Oligosaccharide configuration of fibrinogen Kaiserslautern: electrospray ionisation analysis of intact gamma chains

Abstract

Electrospray ionisation mass spectrometry was used to probe the structure of the new N-linked oligosaccharide in fibrinogen Kaiserslautern (gamma 380 Lys-->Asn). The mass increase of 2177 Da in the new beta chain indicated the attachment of a fully sialylated biantennary oligosaccharide on the new Asn residue; the expected increase for this change being 2192 Da. Some 95% of the new oligosaccharide was in the disialylated state while only 5% of the endogenous gamma chain carbohydrate was disialylated in the control.

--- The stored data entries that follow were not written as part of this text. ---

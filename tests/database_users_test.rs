use pierre_mcp_server::database::Database;
use pierre_mcp_server::models::{User, UserTier};
use uuid::Uuid;

#[tokio::test]
async fn test_create_and_get_user() {
    let db = Database::new("sqlite::memory:", vec![0u8; 32])
        .await
        .expect("Failed to create test database");

    let user = User {
        id: Uuid::new_v4(),
        email: format!("test_{}@example.com", Uuid::new_v4()),
        display_name: Some("Test User".into()),
        password_hash: "hashed_password".into(),
        tier: UserTier::Starter,
        strava_token: None,
        fitbit_token: None,
        tenant_id: Some("test-tenant".to_string()),
        is_active: true,
        user_status: pierre_mcp_server::models::UserStatus::Active,
        approved_by: None,
        approved_at: Some(chrono::Utc::now()),
        created_at: chrono::Utc::now(),
        last_active: chrono::Utc::now(),
    };

    // Create user
    let user_id = db.create_user(&user).await.expect("Failed to create user");
    assert_eq!(user_id, user.id);

    // Get user by ID
    let retrieved = db
        .get_user(user.id)
        .await
        .expect("Failed to get user")
        .expect("User not found");
    assert_eq!(retrieved.email, user.email);
    assert_eq!(retrieved.display_name, user.display_name);
    assert_eq!(retrieved.tier, user.tier);

    // Get user by email
    let retrieved_by_email = db
        .get_user_by_email(&user.email)
        .await
        .expect("Failed to get user by email")
        .expect("User not found");
    assert_eq!(retrieved_by_email.id, user.id);
}

#[tokio::test]
async fn test_last_active_update() {
    let db = Database::new("sqlite::memory:", vec![0u8; 32])
        .await
        .expect("Failed to create test database");

    let user_id = Uuid::new_v4();
    let user = User {
        id: user_id,
        email: format!("active_{user_id}@example.com"),
        display_name: None,
        password_hash: "hashed".into(),
        tier: UserTier::Starter,
        strava_token: None,
        fitbit_token: None,
        tenant_id: Some("test-tenant".to_string()),
        is_active: true,
        user_status: pierre_mcp_server::models::UserStatus::Active,
        approved_by: None,
        approved_at: Some(chrono::Utc::now()),
        created_at: chrono::Utc::now(),
        last_active: chrono::Utc::now() - chrono::Duration::hours(1),
    };

    db.create_user(&user).await.expect("Failed to create user");

    // Update last active
    db.update_last_active(user.id)
        .await
        .expect("Failed to update last active");

    // Verify update
    let updated = db
        .get_user(user.id)
        .await
        .expect("Failed to get user")
        .expect("User not found");

    assert!(updated.last_active > user.last_active);
}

Mass measurements of intact Kaiserslautern gamma chains after neuraminidase treatment of the native fibrinogen confirmed a total of three residues of sialic acid in the dominant isoform. Incubation with endoglycosidase F showed that the new oligosaccharide was more resistant to hydrolysis than the endogenous one. Recent X-ray analyses of covalently linked D domains show that position gamma 380 is distant from both the GPR binding pocket and the D-D interface. It appears that the polymerisation defect of this fibrinogen results from electrostatic repulsion between condensing protofibrils and that this is induced by the two new residues of sialic acid that are present on the new gamma chain.